16 de mar. de 2020

A epidemia que nunca passou

Pandemia. Contágio. Vírus. Doença. Quarentena.

O tecido social delicado e indelével mostra toda sua fragilidade quando confrontado por uma praga que se alastra de forma global e irrestrita, coloca a prova o senso de sociedade, solidariedade e empatia, expõe o pior de nós enquanto espécie.

Enquanto bolsas caem das alturas, ricos se preocupam em não ficar menos ricos ou lucram com a desgraça mundial (e você pode ter certeza de que eles irão lucrar, e muito), governos se desdobram para evitar que a doença se espalhe pensando não na população mas no custo que a busca desenfreada por tratamento nos serviços de saúde precários traria aos cofres públicos, aos investimentos estrangeiros, ao dinheiro que deixaria de circular.

O custo dessa epidemia, digo o custo real, econômico, ainda será entendido e medido mas já sabemos que será alto, desenha-se um cenário de recessão global, falências, desemprego e encolhimento de economias, uma conta que vai acabar no colo das classes mais pobres certamente já que rico não vai pagar esse boleto.

O custo humano e social já estamos pagando quando nos recusamos a abrir mão de nosso conforto diário, da balada, do bar com a galera, do show, do cineminha pensando que a doença vai passar longe de nós. Pode até passar e espero que passe mas, e o outro? E quem não pode se dar ao luxo de desdenhar a doença? E quem não tem a opção de ficar em quarentena confortável em seu apartamento de vários metros quadrados, abastecido, com acesso a internet e streaming e gerente cuidando de seus investimentos?

O ser humano é uma criatura abjeta, basta ver uma situação como esta pandemia para comprovar que seu único pensamento é em si, individual, solo, único. Tudo bem o outro morrer desde que eu não morra ou não tenha de abrir mão do meu conforto e privilégios.

Então, quando um casal de idosos que viajam para Búzios, tem médico próprio, plano de saúde e moram num bairro de classe média alta segue com sua diaristas trabalhando em casa mesmo estando ambos infectados, há quem diga que ela precisa seguir trabalhando pois foi a profissão que escolheu para si, que diaristas não são mais escravas e que o referido casal demonstrou empatia ao fornecer luvas, máscaras e outros meios de proteção.

Não. Apenas não.

O preço dessa doença ainda não foi sentido pois as classes mais baixas ainda não começaram a se infectar, quando começarem teremos então uma boa noção do que essa pandemia vai custar a todos nós. Pobre não pode se dar ao luxo de ficar de quarentena, não pode ficar em casa porque precisa trabalhar, tem conta para pagar e não tem opção. Não viaja para Búzios ou tem médico pessoal.

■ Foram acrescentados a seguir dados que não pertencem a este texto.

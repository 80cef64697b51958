//! Field handlers turn collected values into export cells

use crate::content::FieldValue;
use crate::error::{InfoCollectionError, Result};

/// Converts one kind of field value to text
pub trait FieldHandler: Send + Sync {
    /// Whether this handler can convert the value
    fn supports(&self, value: &FieldValue) -> bool;

    /// Convert a supported value
    fn to_string(&self, value: &FieldValue) -> String;
}

/// Text, text block and email values, exported verbatim
#[derive(Debug, Clone, Copy, Default)]
pub struct TextHandler;

impl FieldHandler for TextHandler {
    fn supports(&self, value: &FieldValue) -> bool {
        matches!(
            value,
            FieldValue::TextLine(_) | FieldValue::TextBlock(_) | FieldValue::Email(_)
        )
    }

    fn to_string(&self, value: &FieldValue) -> String {
        match value {
            FieldValue::TextLine(text) | FieldValue::TextBlock(text) | FieldValue::Email(text) => {
                text.clone()
            }
            _ => String::new(),
        }
    }
}

/// Integer and float values
#[derive(Debug, Clone, Copy, Default)]
pub struct NumberHandler;

impl FieldHandler for NumberHandler {
    fn supports(&self, value: &FieldValue) -> bool {
        matches!(value, FieldValue::Integer(_) | FieldValue::Float(_))
    }

    fn to_string(&self, value: &FieldValue) -> String {
        match value {
            FieldValue::Integer(number) => number.to_string(),
            FieldValue::Float(number) => number.to_string(),
            _ => String::new(),
        }
    }
}

/// Checkboxes, exported as `1` or `0`
#[derive(Debug, Clone, Copy, Default)]
pub struct CheckboxHandler;

impl FieldHandler for CheckboxHandler {
    fn supports(&self, value: &FieldValue) -> bool {
        matches!(value, FieldValue::Checkbox(_))
    }

    fn to_string(&self, value: &FieldValue) -> String {
        match value {
            FieldValue::Checkbox(true) => "1".to_string(),
            _ => "0".to_string(),
        }
    }
}

/// Uploaded files, exported by file name
#[derive(Debug, Clone, Copy, Default)]
pub struct BinaryFileHandler;

impl FieldHandler for BinaryFileHandler {
    fn supports(&self, value: &FieldValue) -> bool {
        matches!(value, FieldValue::BinaryFile(_))
    }

    fn to_string(&self, value: &FieldValue) -> String {
        value
            .as_binary_file()
            .map(|file| file.file_name.clone())
            .unwrap_or_default()
    }
}

/// Empty values, exported as an empty cell
#[derive(Debug, Clone, Copy, Default)]
pub struct EmptyHandler;

impl FieldHandler for EmptyHandler {
    fn supports(&self, value: &FieldValue) -> bool {
        matches!(value, FieldValue::Empty)
    }

    fn to_string(&self, _value: &FieldValue) -> String {
        String::new()
    }
}

/// Ordered list of field handlers
///
/// Lookup is first-match: the earliest registered handler that supports a
/// value converts it. Register specialised handlers before general ones.
pub struct FieldHandlerRegistry {
    handlers: Vec<Box<dyn FieldHandler>>,
}

impl FieldHandlerRegistry {
    /// Create a registry without handlers
    #[must_use]
    pub fn new() -> Self {
        Self {
            handlers: Vec::new(),
        }
    }

    /// Create a registry covering every built-in value kind
    #[must_use]
    pub fn with_defaults() -> Self {
        let mut registry = Self::new();
        registry.register(TextHandler);
        registry.register(NumberHandler);
        registry.register(CheckboxHandler);
        registry.register(BinaryFileHandler);
        registry.register(EmptyHandler);
        registry
    }

    /// Append a handler
    pub fn register(&mut self, handler: impl FieldHandler + 'static) {
        self.handlers.push(Box::new(handler));
    }

    /// The first handler supporting `value`
    ///
    /// # Errors
    ///
    /// Returns `InfoCollectionError::NoHandlerFound` naming the value kind
    pub fn handler_for(&self, value: &FieldValue) -> Result<&dyn FieldHandler> {
        self.handlers
            .iter()
            .find(|handler| handler.supports(value))
            .map(|handler| &**handler)
            .ok_or_else(|| InfoCollectionError::NoHandlerFound(value.kind().to_string()))
    }

    /// Convert a value with the first supporting handler
    ///
    /// # Errors
    ///
    /// Returns `InfoCollectionError::NoHandlerFound` naming the value kind
    pub fn to_string(&self, value: &FieldValue) -> Result<String> {
        Ok(self.handler_for(value)?.to_string(value))
    }
}

impl Default for FieldHandlerRegistry {
    fn default() -> Self {
        Self::with_defaults()
    }
}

Enquanto a elite segue confinada em suas torres, o pobre segue pegando coletivo e trens lotados, não tem isolamento, não tem escolha. Pobre não faz home office amores, pobre não tem como estocar comida nem licença remunerada, pobre tem de lutar todo dia contra o vírus da desigualdade ou morre.

Achar que empatia é fornecer luva e máscara e dizer para a pessoa vir só uma vez por semana é cagar para a vida alheia, fazer troça com a saúde do outro. Empatia não é estocar comida e comprar todo o álcool em gel, isso é mesquinharia em seu aspecto mais grotesco. Estamos em momento de pensar COLETIVAMENTE e deixar o INDIVIDUAL um pouco de lado.

Empatia é deixar quem lhe presta serviços em licença remunerada até que a situação se acalme. É comprar apenas o que falta entendendo que o o seu estoque é a fome do outro. É abrir mão daquele lazer porque ele pode representar a morte do outro. É pensar que a doença não conhece classe, posse ou status, ela vai infectar todos sem exceção e sem dó mas podemos, como pessoas, minimizar seu impacto pensando uns nos outros e não em nossas necessidades pessoais.

Epidemias como essa são e serão cada vez mais comuns num mundo globalizado, conectado e mutante, cabe a ciência tentar prever e prevenir, aos governos controlar, dar apoio, cuidar e gerenciar e a nós, atuar como seres pensantes e aptos para a vida em sociedade.

Já a epidemia de egoísmo, desigualdade e pobreza segue fazendo vítimas como sempre e seguirá assim mesmo depois que essa de agora for superada. Contra essa epidemia social não há vacina, não há remédio, não há contenção e ela fica mais evidente quando temos doenças graves como o coronavírus entre nós.

O coronavírus é patológico, o outro é sociológico.